● EXERCISE REQUIREMENTS
Answer with the number of lines in the listing below that contain the word "time", and nothing else.

● RECORDS SHOWN

——

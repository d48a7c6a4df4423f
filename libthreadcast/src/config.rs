//! Configuration management for Threadcast

use secrecy::SecretString;
use serde::{Deserialize, Serialize};
use std::path::{Path, PathBuf};
use std::time::Duration;

use crate::error::{ConfigError, Result};

#[derive(Debug, Clone, Serialize, Deserialize)]
pub struct Config {
    pub database: DatabaseConfig,
    #[serde(default)]
    pub encryption: EncryptionConfig,
    #[serde(default)]
    pub publish: PublishConfig,
    #[serde(default)]
    pub refresh: RefreshConfig,
    #[serde(default)]
    pub signer: SignerConfig,
    #[serde(default)]
    pub threads: ThreadsConfig,
    #[serde(default)]
    pub x: XConfig,
    #[serde(default)]
    pub farcaster: FarcasterConfig,
}

#[derive(Debug, Clone, Serialize, Deserialize)]
pub struct DatabaseConfig {
    pub path: String,
}

#[derive(Debug, Clone, Serialize, Deserialize)]
pub struct EncryptionConfig {
    /// Environment variable holding the age identity used for tokens at rest
    #[serde(default = "default_encryption_key_env")]
    pub key_env: String,
}

impl Default for EncryptionConfig {
    fn default() -> Self {
        Self {
            key_env: default_encryption_key_env(),
        }
    }
}

fn default_encryption_key_env() -> String {
    "THREADCAST_ENCRYPTION_KEY".to_string()
}

#[derive(Debug, Clone, Serialize, Deserialize)]
pub struct PublishConfig {
    #[serde(default = "default_max_attempts")]
    pub max_attempts: u32,
    #[serde(default = "default_delay_secs")]
    pub delay_secs: u64,
    /// Accept a retry budget under 10 attempts / 150 s
    #[serde(default)]
    pub allow_short_budget: bool,
}

impl Default for PublishConfig {
    fn default() -> Self {
        Self {
            max_attempts: default_max_attempts(),
            delay_secs: default_delay_secs(),
            allow_short_budget: false,
        }
    }
}

fn default_max_attempts() -> u32 {
    10
}

fn default_delay_secs() -> u64 {
    15
}

/// Smallest publish policy that still covers the platform's container
/// processing time
pub const MIN_PUBLISH_ATTEMPTS: u32 = 10;
pub const MIN_PUBLISH_BUDGET_SECS: u64 = 150;

impl PublishConfig {
    pub fn delay(&self) -> Duration {
        Duration::from_secs(self.delay_secs)
    }

    /// Total time spent waiting when every attempt fails. The pipeline waits
    /// once after each failed attempt.
    pub fn budget(&self) -> Duration {
        self.delay() * self.max_attempts
    }
}

#[derive(Debug, Clone, Serialize, Deserialize)]
pub struct RefreshConfig {
    /// Tokens with at most this many seconds left are refreshed
    #[serde(default = "default_skew_secs")]
    pub skew_secs: i64,
}

impl Default for RefreshConfig {
    fn default() -> Self {
        Self {
            skew_secs: default_skew_secs(),
        }
    }
}

fn default_skew_secs() -> i64 {
    60
}

#[derive(Debug, Clone, Serialize, Deserialize)]
pub struct SignerConfig {
    #[serde(default = "default_signer_ttl")]
    pub ttl_secs: i64,
}

impl Default for SignerConfig {
    fn default() -> Self {
        Self {
            ttl_secs: default_signer_ttl(),
        }
    }
}

fn default_signer_ttl() -> i64 {
    86_400
}

#[derive(Debug, Clone, Serialize, Deserialize)]
pub struct ThreadsConfig {
    #[serde(default = "default_threads_api")]
    pub api_base: String,
}

impl Default for ThreadsConfig {
    fn default() -> Self {
        Self {
            api_base: default_threads_api(),
        }
    }
}

fn default_threads_api() -> String {
    "https://graph.threads.net/v1.0".to_string()
}

#[derive(Debug, Clone, Serialize, Deserialize)]
pub struct XConfig {
    #[serde(default = "default_x_api")]
    pub api_base: String,
    #[serde(default = "default_x_token_url")]
    pub token_url: String,
    #[serde(default)]
    pub client_id: Option<String>,
    /// Environment variable holding the OAuth client secret
    #[serde(default = "default_x_secret_env")]
    pub client_secret_env: String,
}

impl Default for XConfig {
    fn default() -> Self {
        Self {
            api_base: default_x_api(),
            token_url: default_x_token_url(),
            client_id: None,
            client_secret_env: default_x_secret_env(),
        }
    }
}

fn default_x_api() -> String {
    "https://api.twitter.com/2".to_string()
}

fn default_x_token_url() -> String {
    "https://api.twitter.com/2/oauth2/token".to_string()
}

fn default_x_secret_env() -> String {
    "THREADCAST_X_CLIENT_SECRET".to_string()
}

#[derive(Debug, Clone, Serialize, Deserialize)]
pub struct FarcasterConfig {
    #[serde(default = "default_farcaster_api")]
    pub api_base: String,
    #[serde(default = "default_hub_url")]
    pub hub_url: String,
    /// The application's own Farcaster id, which requests signers
    #[serde(default)]
    pub app_fid: Option<u64>,
    /// Environment variable holding the hex custody key that signs key requests
    #[serde(default = "default_custody_key_env")]
    pub custody_key_env: String,
    #[serde(default = "default_farcaster_api_key_env")]
    pub api_key_env: String,
}

impl Default for FarcasterConfig {
    fn default() -> Self {
        Self {
            api_base: default_farcaster_api(),
            hub_url: default_hub_url(),
            app_fid: None,
            custody_key_env: default_custody_key_env(),
            api_key_env: default_farcaster_api_key_env(),
        }
    }
}

fn default_farcaster_api() -> String {
    "https://api.farcaster.xyz".to_string()
}

fn default_hub_url() -> String {
    "http://127.0.0.1:3381".to_string()
}

fn default_custody_key_env() -> String {
    "THREADCAST_FARCASTER_CUSTODY_KEY".to_string()
}

fn default_farcaster_api_key_env() -> String {
    "THREADCAST_FARCASTER_API_KEY".to_string()
}

impl Config {
    /// Load configuration from the default location
    pub fn load() -> Result<Self> {
        let config_path = resolve_config_path()?;
        Self::load_from_path(&config_path)
    }

    /// Load configuration from a specific path
    pub fn load_from_path(path: &Path) -> Result<Self> {
        let content = std::fs::read_to_string(path).map_err(ConfigError::ReadError)?;
        let config: Config = toml::from_str(&content).map_err(ConfigError::ParseError)?;
        config.validate()?;
        Ok(config)
    }

    /// Create a default configuration
    pub fn default_config() -> Self {
        Self {
            database: DatabaseConfig {
                path: "~/.local/share/threadcast/accounts.db".to_string(),
            },
            encryption: EncryptionConfig::default(),
            publish: PublishConfig::default(),
            refresh: RefreshConfig::default(),
            signer: SignerConfig::default(),
            threads: ThreadsConfig::default(),
            x: XConfig::default(),
            farcaster: FarcasterConfig::default(),
        }
    }

    /// Check values that serde cannot
    pub fn validate(&self) -> Result<()> {
        if self.database.path.trim().is_empty() {
            return Err(ConfigError::MissingField("database.path".to_string()).into());
        }
        if self.publish.max_attempts == 0 {
            return Err(ConfigError::InvalidValue {
                field: "publish.max_attempts".to_string(),
                reason: "must be at least 1".to_string(),
            }
            .into());
        }
        let budget = self.publish.budget().as_secs();
        if self.publish.max_attempts < MIN_PUBLISH_ATTEMPTS || budget < MIN_PUBLISH_BUDGET_SECS {
            if !self.publish.allow_short_budget {
                return Err(ConfigError::InvalidValue {
                    field: "publish".to_string(),
                    reason: format!(
                        "retry budget is {} attempts / {}s, containers need at least {} attempts / {}s \
                         (set publish.allow_short_budget to accept it)",
                        self.publish.max_attempts,
                        budget,
                        MIN_PUBLISH_ATTEMPTS,
                        MIN_PUBLISH_BUDGET_SECS
                    ),
                }
                .into());
            }
            tracing::warn!(
                "Publish retry budget is {} attempts / {}s; containers may not finish processing in time",
                self.publish.max_attempts,
                budget
            );
        }
        if self.refresh.skew_secs < 0 {
            return Err(ConfigError::InvalidValue {
                field: "refresh.skew_secs".to_string(),
                reason: "cannot be negative".to_string(),
            }
            .into());
        }
        if self.signer.ttl_secs <= 0 {
            return Err(ConfigError::InvalidValue {
                field: "signer.ttl_secs".to_string(),
                reason: "must be positive".to_string(),
            }
            .into());
        }
        Ok(())
    }

    /// Expanded database path
    pub fn database_path(&self) -> String {
        shellexpand::tilde(&self.database.path).to_string()
    }
}

/// Read a secret from the named environment variable
pub fn secret_from_env(var: &str) -> Option<SecretString> {
    match std::env::var(var) {
        Ok(value) if !value.trim().is_empty() => Some(SecretString::from(value.trim().to_string())),
        _ => None,
    }
}

/// Resolve the configuration file path under the XDG config directory
pub fn resolve_config_path() -> Result<PathBuf> {
    if let Ok(path) = std::env::var("THREADCAST_CONFIG") {
        return Ok(PathBuf::from(shellexpand::tilde(&path).to_string()));
    }

    let config_dir = dirs::config_dir()
        .ok_or_else(|| ConfigError::MissingField("config directory".to_string()))?;

    Ok(config_dir.join("threadcast").join("config.toml"))
}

——

● YOUR RESPONSE
4